Zhu Yawen (, born April 1984) is a Chinese actor. He appeared in the films The Witness and The Founding of an Army; and the television series Red Sorghum and Empress of the Ming. In 2018, he took part in variety show The Sound and became champion.
In 2019, he joined the variety show Keep Running as a cast member.

Zhu ranked 80th on Forbes China Celebrity 100 list in 2019.

Early life
Born on 21 April 1984, Zhu attended Beijing Film Academy.

Personal life
Zhu married Shen Jiani in 2016. They have two children together.

Career
Zhu rose to fame for his role in the 2006 war drama Pathfinding to the Northeast. The drama was critically acclaimed, and received the Golden Eagle Award for Best Television Series (China) and the Flying Apsaras Award for Outstanding Television Series.
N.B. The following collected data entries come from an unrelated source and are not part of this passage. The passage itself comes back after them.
//! # Form Submit
//!
//! Shared submit path of the add and edit pages.
//!
//! ```text
//!  submit(form)
//!     │
//!     ├── required checks fail ──► form page + error notification
//!     │
//!     ├── create / update fails ──► form page (still filled) + error notification
//!     │
//!     └── success ──► notification ──► sleep(redirect_delay) ──► list page
//! ```

use depot_core::form::{FormMode, ResourceForm};
use depot_core::{Notification, Resource, Route};
use tracing::{info, warn};

use super::list::{self, ListOptions};
use super::{gate, Screen};
use crate::error::{ConsoleError, ConsoleResult};
use crate::render::{self, FormFields};
use crate::state::{AppContext, CatalogResource};

/// The form page as it stands, with a notification on top.
pub(crate) fn form_screen<F>(form: &F, notification: Notification) -> Screen
where
    F: ResourceForm + FormFields,
{
    Screen::new(Route::Form(F::Target::KIND), render::form(form)).notify(notification)
}

/// Validates and writes a form, then returns to the list.
pub async fn submit<F>(ctx: &AppContext, form: &F) -> ConsoleResult<Screen>
where
    F: ResourceForm + FormFields,
    F::Target: CatalogResource,
{
    let kind = F::Target::KIND;
    if let Some(redirect) = gate(ctx, Route::Form(kind)) {
        return Ok(redirect);
    }

    let submission = match form.submit() {
        Ok(submission) => submission,
        Err(e) => {
            let err = ConsoleError::from(e);
            return Ok(form_screen(form, Notification::error(err.user_message())));
        }
    };

    let store = F::Target::store(ctx);
    let written = match &submission.mode {
        FormMode::Create => store.create(&submission.draft).await.map(|_| "added"),
        FormMode::Edit(id) => store.update(id, &submission.draft).await.map(|_| "updated"),
    };

    match written {
        Ok(verb) => {
            info!(kind = %kind, verb, "Form saved");
            let saved = Notification::success(format!("{} {} successfully!", kind.label(), verb));
            tokio::time::sleep(ctx.redirect_delay()).await;
            let screen = list::show::<F::Target>(ctx, &ListOptions::default()).await?;
            Ok(screen.after(vec![saved]))
        }
        Err(e) => {
            warn!(kind = %kind, error = %e, "Form save failed");
            let message = format!("Failed to save {}. Please try again.", kind.label().to_lowercase());
            Ok(form_screen(form, Notification::error(message)))
        }
    }
}

#[cfg(test)]
mod tests {
    use super::*;
    use crate::state::test_context;
    use depot_core::form::StateForm;
    use depot_core::{ResourceKind, State, Status};
    use serde_json::json;
    use wiremock::matchers::{body_json, method, path};
    use wiremock::{Mock, MockServer, ResponseTemplate};

    fn ohio() -> StateForm {
        let mut form = StateForm::create();
        form.name = "Ohio".to_string();
        form.code = "OH".to_string();
        form
    }

    #[tokio::test]
    async fn test_create_then_return_to_list() {
        let server = MockServer::start().await;
        Mock::given(method("POST"))
            .and(path("/api/state"))
            .and(body_json(json!({ "name": "Ohio", "code": "OH", "status": "Active" })))
            .respond_with(ResponseTemplate::new(201).set_body_json(json!({
                "_id": "42", "name": "Ohio", "code": "OH", "status": "Active"
            })))
            .expect(1)
            .mount(&server)
            .await;
        Mock::given(method("GET"))
            .and(path("/api/state"))
            .respond_with(ResponseTemplate::new(200).set_body_json(json!({
                "data": [{ "_id": "42", "name": "Ohio", "code": "OH", "status": "Active" }]
            })))
            .mount(&server)
            .await;

        let ctx = test_context(&server.uri(), Some("tok"));
        let screen = submit(&ctx, &ohio()).await.unwrap();

        assert_eq!(screen.route, Route::List(ResourceKind::State));
        assert_eq!(screen.notifications[0].message, "State added successfully!");
        assert!(screen.body.contains("Ohio"));
        assert_eq!(ctx.states.items().len(), 1);
    }

    #[tokio::test]
    async fn test_missing_field_stays_on_form_without_request() {
        let server = MockServer::start().await;
        let ctx = test_context(&server.uri(), Some("tok"));

        let mut form = ohio();
        form.code = "  ".to_string();
        let screen = submit(&ctx, &form).await.unwrap();

        assert_eq!(screen.route, Route::Form(ResourceKind::State));
        assert!(screen.has_error());
        assert!(screen.body.contains("Ohio"));
        assert!(server.received_requests().await.unwrap_or_default().is_empty());
    }

    #[tokio::test]
    async fn test_failed_update_keeps_form() {
        let server = MockServer::start().await;
        Mock::given(method("PUT"))
            .and(path("/api/state/7"))
            .respond_with(ResponseTemplate::new(500))
            .mount(&server)
            .await;

        let ctx = test_context(&server.uri(), Some("tok"));
        let record = State {
            id: depot_core::ResourceId::new("7"),
            name: "Texas".to_string(),
            code: "TX".to_string(),
            status: Status::Inactive,
        };
        let screen = submit(&ctx, &StateForm::edit(&record)).await.unwrap();

        assert_eq!(screen.route, Route::Form(ResourceKind::State));
        assert_eq!(screen.notifications[0].message, "Failed to save state. Please try again.");
        assert!(screen.body.starts_with("Edit State"));
        assert!(screen.body.contains("Inactive"));
    }
}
This was followed with a leading role in another war drama The Ultimate Master of War in 2009, which established his popularity in China. The same year, he starred in the military drama Great Northern Wilderness, which received the Flying Apsaras Awards for Outstanding Television Series.

In 2010, Zhu starred in the romance drama Army Stories in Highland and received acclaim for his performance.

In 2011, Zhu was awarded the Asian New Talent award at the Shanghai International Film Festival.

In 2012, Zhu was nominated at the International Emmy Award for his performance in the aviation war drama Flying Eagle.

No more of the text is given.